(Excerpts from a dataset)
%%
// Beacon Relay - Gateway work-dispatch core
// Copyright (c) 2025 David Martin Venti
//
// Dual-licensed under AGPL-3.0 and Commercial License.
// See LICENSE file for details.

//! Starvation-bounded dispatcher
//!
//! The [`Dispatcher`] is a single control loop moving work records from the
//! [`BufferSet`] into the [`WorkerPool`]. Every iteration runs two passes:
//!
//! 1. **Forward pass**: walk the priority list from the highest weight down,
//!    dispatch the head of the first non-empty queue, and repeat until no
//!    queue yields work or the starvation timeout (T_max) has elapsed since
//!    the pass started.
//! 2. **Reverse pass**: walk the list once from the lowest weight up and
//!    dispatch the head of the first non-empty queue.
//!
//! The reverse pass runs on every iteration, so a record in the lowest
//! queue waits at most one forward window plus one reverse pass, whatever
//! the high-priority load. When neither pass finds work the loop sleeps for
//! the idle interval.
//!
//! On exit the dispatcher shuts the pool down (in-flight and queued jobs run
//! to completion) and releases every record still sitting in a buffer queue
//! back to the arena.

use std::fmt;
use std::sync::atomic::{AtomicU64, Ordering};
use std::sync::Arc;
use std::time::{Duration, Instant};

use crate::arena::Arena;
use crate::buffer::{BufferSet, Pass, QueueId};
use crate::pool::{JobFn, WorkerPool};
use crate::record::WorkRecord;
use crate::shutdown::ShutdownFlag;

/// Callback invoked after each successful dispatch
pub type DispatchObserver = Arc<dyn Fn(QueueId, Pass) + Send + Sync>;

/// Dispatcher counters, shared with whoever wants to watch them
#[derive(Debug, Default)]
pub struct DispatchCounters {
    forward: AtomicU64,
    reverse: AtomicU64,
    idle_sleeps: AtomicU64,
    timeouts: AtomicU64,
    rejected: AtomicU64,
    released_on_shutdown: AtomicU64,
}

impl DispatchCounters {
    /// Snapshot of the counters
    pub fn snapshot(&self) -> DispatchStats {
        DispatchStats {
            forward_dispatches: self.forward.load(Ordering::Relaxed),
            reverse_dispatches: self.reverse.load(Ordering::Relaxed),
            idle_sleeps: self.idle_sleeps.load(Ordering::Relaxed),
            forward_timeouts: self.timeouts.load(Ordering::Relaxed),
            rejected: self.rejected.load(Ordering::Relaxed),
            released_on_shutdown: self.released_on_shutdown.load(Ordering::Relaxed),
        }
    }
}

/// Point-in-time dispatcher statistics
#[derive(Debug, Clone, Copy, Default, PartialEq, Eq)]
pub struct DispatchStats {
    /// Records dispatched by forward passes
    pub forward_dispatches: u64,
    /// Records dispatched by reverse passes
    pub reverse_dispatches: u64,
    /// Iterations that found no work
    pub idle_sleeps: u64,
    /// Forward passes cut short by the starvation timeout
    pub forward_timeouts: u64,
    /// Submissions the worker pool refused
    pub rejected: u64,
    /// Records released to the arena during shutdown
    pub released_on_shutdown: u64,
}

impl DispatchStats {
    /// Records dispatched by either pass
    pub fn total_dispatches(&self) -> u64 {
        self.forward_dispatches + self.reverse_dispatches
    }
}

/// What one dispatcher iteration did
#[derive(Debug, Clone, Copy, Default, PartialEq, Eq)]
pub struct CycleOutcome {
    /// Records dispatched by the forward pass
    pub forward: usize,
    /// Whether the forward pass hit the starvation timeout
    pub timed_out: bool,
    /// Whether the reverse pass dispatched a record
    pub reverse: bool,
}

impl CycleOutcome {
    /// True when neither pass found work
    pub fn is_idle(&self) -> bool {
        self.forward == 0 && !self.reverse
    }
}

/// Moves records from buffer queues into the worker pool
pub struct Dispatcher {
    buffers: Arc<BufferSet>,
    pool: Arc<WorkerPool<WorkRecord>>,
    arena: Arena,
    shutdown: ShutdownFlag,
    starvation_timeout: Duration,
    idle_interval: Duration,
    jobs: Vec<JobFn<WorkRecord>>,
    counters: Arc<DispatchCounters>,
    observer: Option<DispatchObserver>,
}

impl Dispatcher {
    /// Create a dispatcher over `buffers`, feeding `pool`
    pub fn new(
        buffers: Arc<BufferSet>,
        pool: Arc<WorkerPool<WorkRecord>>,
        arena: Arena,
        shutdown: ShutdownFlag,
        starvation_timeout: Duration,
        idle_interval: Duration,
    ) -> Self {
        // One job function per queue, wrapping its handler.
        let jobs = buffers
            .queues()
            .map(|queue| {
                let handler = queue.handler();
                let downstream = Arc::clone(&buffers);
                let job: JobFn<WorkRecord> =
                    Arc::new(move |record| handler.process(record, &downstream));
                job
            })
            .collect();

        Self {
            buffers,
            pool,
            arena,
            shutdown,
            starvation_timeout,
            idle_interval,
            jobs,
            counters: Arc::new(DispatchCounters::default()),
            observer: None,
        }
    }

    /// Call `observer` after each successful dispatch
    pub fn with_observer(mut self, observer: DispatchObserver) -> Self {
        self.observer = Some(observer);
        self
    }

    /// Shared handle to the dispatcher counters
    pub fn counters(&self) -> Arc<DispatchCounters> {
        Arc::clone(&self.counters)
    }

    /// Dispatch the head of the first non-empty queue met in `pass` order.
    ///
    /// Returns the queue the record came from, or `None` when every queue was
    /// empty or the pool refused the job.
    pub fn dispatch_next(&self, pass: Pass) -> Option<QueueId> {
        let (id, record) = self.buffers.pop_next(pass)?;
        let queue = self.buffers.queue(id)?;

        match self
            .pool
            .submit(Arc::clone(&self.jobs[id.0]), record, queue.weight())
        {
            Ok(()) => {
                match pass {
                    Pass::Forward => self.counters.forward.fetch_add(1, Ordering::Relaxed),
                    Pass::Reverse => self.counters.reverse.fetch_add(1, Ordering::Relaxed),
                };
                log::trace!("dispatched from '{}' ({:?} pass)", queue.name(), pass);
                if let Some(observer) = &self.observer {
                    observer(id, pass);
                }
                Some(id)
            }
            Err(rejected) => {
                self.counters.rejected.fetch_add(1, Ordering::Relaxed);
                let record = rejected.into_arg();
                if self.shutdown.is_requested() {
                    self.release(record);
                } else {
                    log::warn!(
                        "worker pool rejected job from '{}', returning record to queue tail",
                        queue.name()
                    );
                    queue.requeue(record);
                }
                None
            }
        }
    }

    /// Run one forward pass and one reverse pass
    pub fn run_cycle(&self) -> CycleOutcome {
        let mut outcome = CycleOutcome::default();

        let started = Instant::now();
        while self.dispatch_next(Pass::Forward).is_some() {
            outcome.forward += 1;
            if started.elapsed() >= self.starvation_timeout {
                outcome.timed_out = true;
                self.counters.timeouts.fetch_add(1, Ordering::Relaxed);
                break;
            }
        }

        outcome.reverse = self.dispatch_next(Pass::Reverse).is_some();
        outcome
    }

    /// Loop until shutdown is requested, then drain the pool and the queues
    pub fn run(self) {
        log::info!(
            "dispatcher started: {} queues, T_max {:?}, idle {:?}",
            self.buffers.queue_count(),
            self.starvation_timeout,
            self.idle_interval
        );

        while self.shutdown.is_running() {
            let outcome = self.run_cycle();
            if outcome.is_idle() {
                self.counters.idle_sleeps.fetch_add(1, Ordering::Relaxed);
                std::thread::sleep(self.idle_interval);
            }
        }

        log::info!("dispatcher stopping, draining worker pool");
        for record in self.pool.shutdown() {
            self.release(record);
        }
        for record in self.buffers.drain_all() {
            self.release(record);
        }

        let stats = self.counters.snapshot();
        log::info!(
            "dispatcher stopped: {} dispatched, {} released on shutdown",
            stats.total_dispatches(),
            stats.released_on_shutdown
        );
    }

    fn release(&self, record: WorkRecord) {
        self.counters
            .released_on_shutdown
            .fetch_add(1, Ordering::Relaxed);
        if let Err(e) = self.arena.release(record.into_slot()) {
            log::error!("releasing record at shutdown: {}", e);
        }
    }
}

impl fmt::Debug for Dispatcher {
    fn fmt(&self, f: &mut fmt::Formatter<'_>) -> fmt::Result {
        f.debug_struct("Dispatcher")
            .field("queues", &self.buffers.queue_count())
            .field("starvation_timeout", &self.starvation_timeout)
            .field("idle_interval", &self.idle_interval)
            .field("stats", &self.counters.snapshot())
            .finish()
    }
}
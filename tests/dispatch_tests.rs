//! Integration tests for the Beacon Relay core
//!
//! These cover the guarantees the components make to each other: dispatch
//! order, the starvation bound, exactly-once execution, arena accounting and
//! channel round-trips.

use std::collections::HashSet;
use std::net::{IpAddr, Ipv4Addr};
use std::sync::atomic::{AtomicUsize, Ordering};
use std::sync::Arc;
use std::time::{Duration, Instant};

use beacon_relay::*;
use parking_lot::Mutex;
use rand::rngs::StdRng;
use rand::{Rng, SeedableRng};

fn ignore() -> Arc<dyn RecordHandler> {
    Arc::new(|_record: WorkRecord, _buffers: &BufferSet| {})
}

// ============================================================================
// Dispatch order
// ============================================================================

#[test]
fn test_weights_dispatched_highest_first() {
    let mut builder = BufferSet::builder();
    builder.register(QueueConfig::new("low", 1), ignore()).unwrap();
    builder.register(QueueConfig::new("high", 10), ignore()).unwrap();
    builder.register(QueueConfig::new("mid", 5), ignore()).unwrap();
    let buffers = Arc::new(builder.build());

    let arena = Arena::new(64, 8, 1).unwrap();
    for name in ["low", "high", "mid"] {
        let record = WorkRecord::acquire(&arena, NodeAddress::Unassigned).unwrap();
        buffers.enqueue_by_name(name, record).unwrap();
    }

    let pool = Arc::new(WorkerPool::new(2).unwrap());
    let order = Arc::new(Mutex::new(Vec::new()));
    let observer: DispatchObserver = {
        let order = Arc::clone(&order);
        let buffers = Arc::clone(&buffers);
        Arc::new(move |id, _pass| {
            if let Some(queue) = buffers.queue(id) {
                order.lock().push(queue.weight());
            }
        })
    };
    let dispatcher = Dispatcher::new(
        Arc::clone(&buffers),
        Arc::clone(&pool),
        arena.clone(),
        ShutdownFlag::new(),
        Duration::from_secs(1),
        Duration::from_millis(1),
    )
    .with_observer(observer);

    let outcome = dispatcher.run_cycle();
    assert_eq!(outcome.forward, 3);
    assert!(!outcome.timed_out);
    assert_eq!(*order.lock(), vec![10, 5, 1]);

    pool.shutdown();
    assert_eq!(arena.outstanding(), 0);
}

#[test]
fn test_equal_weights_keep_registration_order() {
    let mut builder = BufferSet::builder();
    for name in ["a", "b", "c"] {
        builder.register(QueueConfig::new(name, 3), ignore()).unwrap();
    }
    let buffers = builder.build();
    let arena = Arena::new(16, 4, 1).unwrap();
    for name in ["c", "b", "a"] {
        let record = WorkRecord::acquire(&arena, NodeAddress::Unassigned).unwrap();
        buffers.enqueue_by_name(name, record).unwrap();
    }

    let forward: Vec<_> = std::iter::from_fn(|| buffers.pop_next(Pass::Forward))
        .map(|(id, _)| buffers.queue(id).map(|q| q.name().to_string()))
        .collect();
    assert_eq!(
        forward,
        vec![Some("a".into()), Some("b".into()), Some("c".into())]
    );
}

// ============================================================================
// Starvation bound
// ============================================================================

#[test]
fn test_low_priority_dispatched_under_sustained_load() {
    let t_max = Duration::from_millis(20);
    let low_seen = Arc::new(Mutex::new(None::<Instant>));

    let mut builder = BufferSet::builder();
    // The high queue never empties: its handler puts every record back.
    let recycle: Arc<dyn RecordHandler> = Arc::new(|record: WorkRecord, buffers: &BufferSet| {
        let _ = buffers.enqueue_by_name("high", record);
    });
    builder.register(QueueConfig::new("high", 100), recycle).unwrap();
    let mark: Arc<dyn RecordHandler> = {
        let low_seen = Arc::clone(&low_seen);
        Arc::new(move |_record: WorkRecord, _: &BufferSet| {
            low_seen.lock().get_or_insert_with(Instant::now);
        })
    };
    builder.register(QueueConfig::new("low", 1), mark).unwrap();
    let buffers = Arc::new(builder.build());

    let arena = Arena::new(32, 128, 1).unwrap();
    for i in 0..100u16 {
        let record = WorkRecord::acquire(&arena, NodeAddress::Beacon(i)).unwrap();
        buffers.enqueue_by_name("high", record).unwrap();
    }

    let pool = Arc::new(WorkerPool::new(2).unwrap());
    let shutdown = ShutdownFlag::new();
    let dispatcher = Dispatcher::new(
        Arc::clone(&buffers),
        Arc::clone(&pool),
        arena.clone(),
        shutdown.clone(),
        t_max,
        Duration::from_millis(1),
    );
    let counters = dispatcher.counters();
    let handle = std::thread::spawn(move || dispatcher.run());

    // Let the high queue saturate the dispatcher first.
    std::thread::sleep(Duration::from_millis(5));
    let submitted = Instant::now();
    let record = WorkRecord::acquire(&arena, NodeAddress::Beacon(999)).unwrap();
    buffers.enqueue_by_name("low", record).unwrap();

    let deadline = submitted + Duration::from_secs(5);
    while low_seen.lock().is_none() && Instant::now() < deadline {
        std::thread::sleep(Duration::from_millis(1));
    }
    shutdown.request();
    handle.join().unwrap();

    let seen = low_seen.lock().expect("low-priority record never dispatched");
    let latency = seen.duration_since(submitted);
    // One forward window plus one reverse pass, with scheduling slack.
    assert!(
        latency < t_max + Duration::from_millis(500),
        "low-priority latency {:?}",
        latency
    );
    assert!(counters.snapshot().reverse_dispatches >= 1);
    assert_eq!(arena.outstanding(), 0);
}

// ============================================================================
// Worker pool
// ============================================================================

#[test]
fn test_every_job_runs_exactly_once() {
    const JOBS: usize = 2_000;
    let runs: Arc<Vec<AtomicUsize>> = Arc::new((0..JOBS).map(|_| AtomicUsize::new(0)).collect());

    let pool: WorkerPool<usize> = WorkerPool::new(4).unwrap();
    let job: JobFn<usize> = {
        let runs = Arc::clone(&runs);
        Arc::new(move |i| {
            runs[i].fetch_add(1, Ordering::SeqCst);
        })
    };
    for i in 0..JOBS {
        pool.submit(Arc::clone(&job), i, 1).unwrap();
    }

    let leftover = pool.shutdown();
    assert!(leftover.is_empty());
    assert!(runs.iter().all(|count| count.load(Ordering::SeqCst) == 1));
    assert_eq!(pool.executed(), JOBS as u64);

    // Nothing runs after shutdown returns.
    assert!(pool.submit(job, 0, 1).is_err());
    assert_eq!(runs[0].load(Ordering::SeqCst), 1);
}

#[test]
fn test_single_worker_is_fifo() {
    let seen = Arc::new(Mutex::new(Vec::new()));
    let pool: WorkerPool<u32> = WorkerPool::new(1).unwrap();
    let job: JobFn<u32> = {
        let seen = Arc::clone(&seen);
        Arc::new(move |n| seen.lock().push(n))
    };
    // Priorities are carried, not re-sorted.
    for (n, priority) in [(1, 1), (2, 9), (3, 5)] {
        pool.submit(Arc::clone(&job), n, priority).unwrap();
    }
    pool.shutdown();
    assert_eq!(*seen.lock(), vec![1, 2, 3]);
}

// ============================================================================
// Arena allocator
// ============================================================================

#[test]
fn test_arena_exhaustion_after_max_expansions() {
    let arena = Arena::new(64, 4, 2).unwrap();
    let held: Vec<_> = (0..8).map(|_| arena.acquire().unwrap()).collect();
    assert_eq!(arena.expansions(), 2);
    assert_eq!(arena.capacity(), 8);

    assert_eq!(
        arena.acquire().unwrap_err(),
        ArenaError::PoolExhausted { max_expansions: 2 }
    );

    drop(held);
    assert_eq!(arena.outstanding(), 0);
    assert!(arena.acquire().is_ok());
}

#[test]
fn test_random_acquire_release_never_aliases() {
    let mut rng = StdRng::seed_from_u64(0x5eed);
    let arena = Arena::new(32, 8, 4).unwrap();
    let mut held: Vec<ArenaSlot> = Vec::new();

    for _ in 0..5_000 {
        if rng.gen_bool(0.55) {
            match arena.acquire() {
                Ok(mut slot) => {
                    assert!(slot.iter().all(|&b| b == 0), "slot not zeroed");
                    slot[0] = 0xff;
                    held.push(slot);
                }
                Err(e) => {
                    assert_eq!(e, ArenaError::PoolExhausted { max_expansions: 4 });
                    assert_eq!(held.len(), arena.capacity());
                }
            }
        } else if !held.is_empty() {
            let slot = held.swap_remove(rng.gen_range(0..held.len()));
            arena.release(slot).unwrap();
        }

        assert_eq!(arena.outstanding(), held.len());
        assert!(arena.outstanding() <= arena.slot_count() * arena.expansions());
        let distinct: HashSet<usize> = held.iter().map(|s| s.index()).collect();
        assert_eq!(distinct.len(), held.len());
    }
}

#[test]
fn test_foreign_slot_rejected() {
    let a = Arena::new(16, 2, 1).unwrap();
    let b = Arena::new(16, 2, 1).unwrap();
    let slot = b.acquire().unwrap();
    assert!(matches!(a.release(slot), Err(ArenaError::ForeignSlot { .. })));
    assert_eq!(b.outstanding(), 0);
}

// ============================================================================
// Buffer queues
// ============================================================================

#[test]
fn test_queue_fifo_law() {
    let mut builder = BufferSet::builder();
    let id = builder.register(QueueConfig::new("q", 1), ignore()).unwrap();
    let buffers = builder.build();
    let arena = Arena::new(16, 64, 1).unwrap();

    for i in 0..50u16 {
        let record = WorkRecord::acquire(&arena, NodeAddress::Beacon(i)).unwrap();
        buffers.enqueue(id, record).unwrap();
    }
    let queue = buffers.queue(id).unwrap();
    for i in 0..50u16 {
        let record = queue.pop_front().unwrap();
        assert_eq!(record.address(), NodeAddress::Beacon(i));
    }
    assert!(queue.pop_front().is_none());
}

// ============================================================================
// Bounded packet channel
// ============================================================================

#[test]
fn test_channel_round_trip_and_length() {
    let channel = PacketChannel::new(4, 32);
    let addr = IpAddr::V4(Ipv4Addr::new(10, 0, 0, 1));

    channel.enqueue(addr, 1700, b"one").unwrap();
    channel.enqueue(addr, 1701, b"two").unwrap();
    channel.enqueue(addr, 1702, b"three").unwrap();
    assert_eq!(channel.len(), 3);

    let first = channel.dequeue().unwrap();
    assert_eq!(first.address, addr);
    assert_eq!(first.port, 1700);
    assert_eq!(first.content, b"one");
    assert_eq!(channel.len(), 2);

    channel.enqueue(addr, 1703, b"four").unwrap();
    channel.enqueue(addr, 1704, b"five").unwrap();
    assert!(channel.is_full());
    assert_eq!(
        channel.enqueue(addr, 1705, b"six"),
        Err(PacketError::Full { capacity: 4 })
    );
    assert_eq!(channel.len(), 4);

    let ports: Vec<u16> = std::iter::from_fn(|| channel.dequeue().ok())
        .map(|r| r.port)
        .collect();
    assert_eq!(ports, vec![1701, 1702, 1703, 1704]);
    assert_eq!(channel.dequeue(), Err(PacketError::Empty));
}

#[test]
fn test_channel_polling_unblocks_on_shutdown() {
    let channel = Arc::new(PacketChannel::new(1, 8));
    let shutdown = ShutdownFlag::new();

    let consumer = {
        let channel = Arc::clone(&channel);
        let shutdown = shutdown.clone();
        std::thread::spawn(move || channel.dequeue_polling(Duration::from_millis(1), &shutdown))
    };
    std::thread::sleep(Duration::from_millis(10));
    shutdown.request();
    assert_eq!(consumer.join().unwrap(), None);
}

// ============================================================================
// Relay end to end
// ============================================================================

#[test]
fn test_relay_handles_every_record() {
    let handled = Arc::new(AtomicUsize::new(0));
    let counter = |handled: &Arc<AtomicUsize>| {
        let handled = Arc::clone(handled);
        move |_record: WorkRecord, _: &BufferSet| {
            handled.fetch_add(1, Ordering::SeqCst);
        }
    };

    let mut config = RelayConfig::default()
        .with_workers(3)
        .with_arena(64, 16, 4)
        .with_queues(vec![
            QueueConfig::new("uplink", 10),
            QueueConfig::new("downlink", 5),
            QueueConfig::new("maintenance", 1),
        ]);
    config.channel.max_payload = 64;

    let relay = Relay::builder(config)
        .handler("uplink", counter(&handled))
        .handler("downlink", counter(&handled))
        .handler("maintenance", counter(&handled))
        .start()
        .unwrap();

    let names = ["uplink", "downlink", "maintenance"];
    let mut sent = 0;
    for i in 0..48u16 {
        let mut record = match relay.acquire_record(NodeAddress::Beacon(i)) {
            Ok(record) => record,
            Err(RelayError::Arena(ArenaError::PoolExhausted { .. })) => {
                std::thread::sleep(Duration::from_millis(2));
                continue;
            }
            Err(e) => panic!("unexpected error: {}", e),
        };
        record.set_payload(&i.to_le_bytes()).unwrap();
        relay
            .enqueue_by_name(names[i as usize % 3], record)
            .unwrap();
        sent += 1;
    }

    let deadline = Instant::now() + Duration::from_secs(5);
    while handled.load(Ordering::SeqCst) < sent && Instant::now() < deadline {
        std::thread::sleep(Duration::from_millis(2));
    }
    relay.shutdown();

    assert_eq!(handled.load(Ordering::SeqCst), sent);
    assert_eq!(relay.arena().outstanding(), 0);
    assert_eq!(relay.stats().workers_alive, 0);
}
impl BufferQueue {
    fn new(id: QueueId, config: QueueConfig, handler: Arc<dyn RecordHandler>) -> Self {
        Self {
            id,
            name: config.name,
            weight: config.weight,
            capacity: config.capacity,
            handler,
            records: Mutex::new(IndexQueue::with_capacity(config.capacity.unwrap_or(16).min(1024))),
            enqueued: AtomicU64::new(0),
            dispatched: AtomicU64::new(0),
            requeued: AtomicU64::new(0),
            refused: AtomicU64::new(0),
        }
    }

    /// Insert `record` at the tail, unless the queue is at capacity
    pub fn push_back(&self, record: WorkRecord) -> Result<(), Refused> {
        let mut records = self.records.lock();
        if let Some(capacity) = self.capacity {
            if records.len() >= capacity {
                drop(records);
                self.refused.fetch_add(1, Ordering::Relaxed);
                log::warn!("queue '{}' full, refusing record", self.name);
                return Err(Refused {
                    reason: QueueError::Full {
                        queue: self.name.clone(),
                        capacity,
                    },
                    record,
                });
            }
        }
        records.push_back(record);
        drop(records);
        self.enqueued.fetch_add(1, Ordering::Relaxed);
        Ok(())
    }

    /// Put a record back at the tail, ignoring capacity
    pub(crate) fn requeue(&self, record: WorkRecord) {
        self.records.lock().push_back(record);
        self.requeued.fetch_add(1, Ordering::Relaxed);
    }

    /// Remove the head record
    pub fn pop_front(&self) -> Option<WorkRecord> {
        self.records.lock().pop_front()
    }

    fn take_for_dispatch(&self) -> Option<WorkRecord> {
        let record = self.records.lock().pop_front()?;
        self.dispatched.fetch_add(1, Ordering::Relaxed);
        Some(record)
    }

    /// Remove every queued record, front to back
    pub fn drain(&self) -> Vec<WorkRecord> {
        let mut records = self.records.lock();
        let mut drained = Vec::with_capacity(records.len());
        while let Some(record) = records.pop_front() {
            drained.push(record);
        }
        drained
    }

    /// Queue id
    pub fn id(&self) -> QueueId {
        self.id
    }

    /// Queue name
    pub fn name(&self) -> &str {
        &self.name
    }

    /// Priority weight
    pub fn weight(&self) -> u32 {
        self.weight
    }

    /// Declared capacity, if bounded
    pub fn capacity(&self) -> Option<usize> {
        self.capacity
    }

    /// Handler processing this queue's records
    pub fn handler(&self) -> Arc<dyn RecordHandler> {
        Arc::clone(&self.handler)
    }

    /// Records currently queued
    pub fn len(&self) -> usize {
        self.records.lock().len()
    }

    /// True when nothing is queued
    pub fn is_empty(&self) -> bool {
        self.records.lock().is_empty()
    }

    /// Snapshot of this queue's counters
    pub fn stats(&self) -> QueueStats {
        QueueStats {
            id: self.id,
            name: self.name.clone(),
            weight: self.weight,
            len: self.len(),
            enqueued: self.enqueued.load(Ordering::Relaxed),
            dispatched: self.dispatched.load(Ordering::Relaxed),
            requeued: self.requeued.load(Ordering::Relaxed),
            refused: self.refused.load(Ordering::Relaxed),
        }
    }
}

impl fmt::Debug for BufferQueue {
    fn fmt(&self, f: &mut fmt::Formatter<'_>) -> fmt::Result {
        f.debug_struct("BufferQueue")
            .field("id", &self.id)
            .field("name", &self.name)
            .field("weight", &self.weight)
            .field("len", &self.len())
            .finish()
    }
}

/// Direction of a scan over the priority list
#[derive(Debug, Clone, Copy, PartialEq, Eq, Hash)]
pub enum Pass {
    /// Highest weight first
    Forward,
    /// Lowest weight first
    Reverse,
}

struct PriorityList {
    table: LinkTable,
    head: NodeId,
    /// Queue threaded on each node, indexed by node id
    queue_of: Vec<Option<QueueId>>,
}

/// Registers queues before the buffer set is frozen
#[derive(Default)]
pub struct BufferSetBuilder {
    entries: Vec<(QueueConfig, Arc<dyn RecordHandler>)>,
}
%%
__WORK INSTRUCTIONS__
In the records above, find each line that mentions the word "PacketChannel", and copy it.

__WRITTEN ANSWER__
    let channel = PacketChannel::new(4, 32);
    let channel = Arc::new(PacketChannel::new(1, 8));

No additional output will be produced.